Foreign FIs suspend plans to set up investment firms within IFSCs

Several foreign financial institutions seeking to set up investment entities in India’s International Financial Services Centers (IFSCs) have pressed the pause button pending negotiations of India’s terminated bilateral trade agreements with 58 countries, even as the Indian funds are exploring opportunities in these centers.

A European fund seeking to establish a base in India through the IFSC has hit a roadblock after its legal advisers pointed out that India had failed to enter into trade treaties with several countries.

The entity is setting up an India-focused fund with a pooling vehicle being set up in Luxembourg, a person with direct knowledge of the matter told ET.

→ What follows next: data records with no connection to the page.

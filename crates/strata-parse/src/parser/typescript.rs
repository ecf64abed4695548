//! TypeScript and JavaScript: functions, named arrows, classes, methods,
//! interfaces, and type aliases.
//!
//! Every script dialect goes through the TypeScript grammar. `.tsx`/`.jsx`
//! files use the TSX flavour, so one parser instance holds two backends.

use std::path::Path;
use std::sync::LazyLock;

use regex::Regex;
use tree_sitter::Node;

use super::ast::{self, field_text, leading_comment};
use super::heuristic::{brace_block_end, comment_above, depth_profile, span_code, split_top_level};
use super::{AstBackend, ParserOptions};
use crate::item::{AiItem, Construct, ItemType};
use crate::languages::{Lang, uses_jsx};

const CLASS_NODES: &[&str] = &["class_declaration", "abstract_class_declaration", "class"];

const NOT_A_METHOD: &[&str] = &[
    "if", "for", "while", "switch", "catch", "return", "function", "with", "super", "new",
];

const IDENT: &str = r"[A-Za-z_$][\w$]*";

static FUNC_RE: LazyLock<Regex> = LazyLock::new(|| {
    Regex::new(&format!(
        r"^\s*(?P<export>export\s+)?(?P<default>default\s+)?(?:declare\s+)?(?P<async>async\s+)?function\s*\*?\s*(?P<name>{IDENT})\s*(?:<[^(]*>)?\s*\((?P<params>[^)]*)\)?(?P<rest>.*)$"
    ))
    .unwrap()
});

static CLASS_RE: LazyLock<Regex> = LazyLock::new(|| {
    Regex::new(&format!(
        r"^\s*(?P<export>export\s+)?(?P<default>default\s+)?(?:declare\s+)?(?P<abstract>abstract\s+)?class\s+(?P<name>{IDENT})(?P<rest>.*)$"
    ))
    .unwrap()
});

static INTERFACE_RE: LazyLock<Regex> = LazyLock::new(|| {
    Regex::new(&format!(
        r"^\s*(?P<export>export\s+)?(?:declare\s+)?interface\s+(?P<name>{IDENT})(?P<rest>.*)$"
    ))
    .unwrap()
});

static TYPE_RE: LazyLock<Regex> = LazyLock::new(|| {
    Regex::new(&format!(
        r"^\s*(?P<export>export\s+)?(?:declare\s+)?type\s+(?P<name>{IDENT})\s*(?:<[^=]*>)?\s*=(?P<rest>.*)$"
    ))
    .unwrap()
});

static ARROW_RE: LazyLock<Regex> = LazyLock::new(|| {
    Regex::new(&format!(
        r"^\s*(?P<export>export\s+)?(?:const|let|var)\s+(?P<name>{IDENT})\s*(?::[^=]+)?=\s*(?P<async>async\s+)?(?:\((?P<params>[^)]*)\)|(?P<single>{IDENT}))\s*(?::\s*(?P<ret>[^=]+?))?\s*=>"
    ))
    .unwrap()
});

static FIELD_ARROW_RE: LazyLock<Regex> = LazyLock::new(|| {
    Regex::new(&format!(
        r"^\s*(?P<mods>(?:(?:public|private|protected|static|readonly|override)\s+)*)(?P<name>#?{IDENT})\s*(?::[^=]+)?=\s*(?P<async>async\s+)?(?:\((?P<params>[^)]*)\)|(?P<single>{IDENT}))\s*(?::\s*(?P<ret>[^=]+?))?\s*=>"
    ))
    .unwrap()
});

static METHOD_RE: LazyLock<Regex> = LazyLock::new(|| {
    Regex::new(&format!(
        r"^\s*(?P<mods>(?:(?:public|private|protected|static|async|readonly|abstract|override|get|set)\s+)*)\*?(?P<name>#?{IDENT})\s*(?:<[^(]*>)?\s*\((?P<params>[^)]*)\)?(?P<rest>.*)$"
    ))
    .unwrap()
});

static RETURN_RE: LazyLock<Regex> =
    LazyLock::new(|| Regex::new(r"^\s*:\s*(?P<ret>[^{;=]+?)\s*(?:\{|;|=>|$)").unwrap());

static EXTENDS_RE: LazyLock<Regex> =
    LazyLock::new(|| Regex::new(r"\bextends\s+([\w$.<>, ]+?)\s*(?:\bimplements\b|\{|$)").unwrap());

static IMPLEMENTS_RE: LazyLock<Regex> =
    LazyLock::new(|| Regex::new(r"\bimplements\s+([\w$.<>, ]+?)\s*(?:\{|$)").unwrap());

/// TypeScript / JavaScript source parser.
#[derive(Debug)]
pub struct TypeScriptParser {
    ts: AstBackend,
    tsx: AstBackend,
}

An IFSC is an offshore financial center that facilitates the flow of various financial products and services across countries for customers outside the host country’s financial system. India has so far developed such a center, GIFT City, in Gandhinagar.

“Many foreign financial institutions have yet to assess the IFSC and include it in their list of approved jurisdictions,” said Yashesh Ashar, partner at tax consultancy Bhuta Shah & Co. many financial institutions to make direct investments in funds created or proposed for creation in India.

By March 2017, the government had terminated bilateral trade investment agreements with 58 countries, including 22 European Union countries.

Trade pacts tend to protect domestic assets of foreign companies, including copyright and intellectual property.

Generally, foreign companies are more concerned with trade pacts than, say, financial investors or funds. Still, that’s one of the reasons foreign funds are treading carefully when it comes to setting up stores in IFSCs, industry insiders said.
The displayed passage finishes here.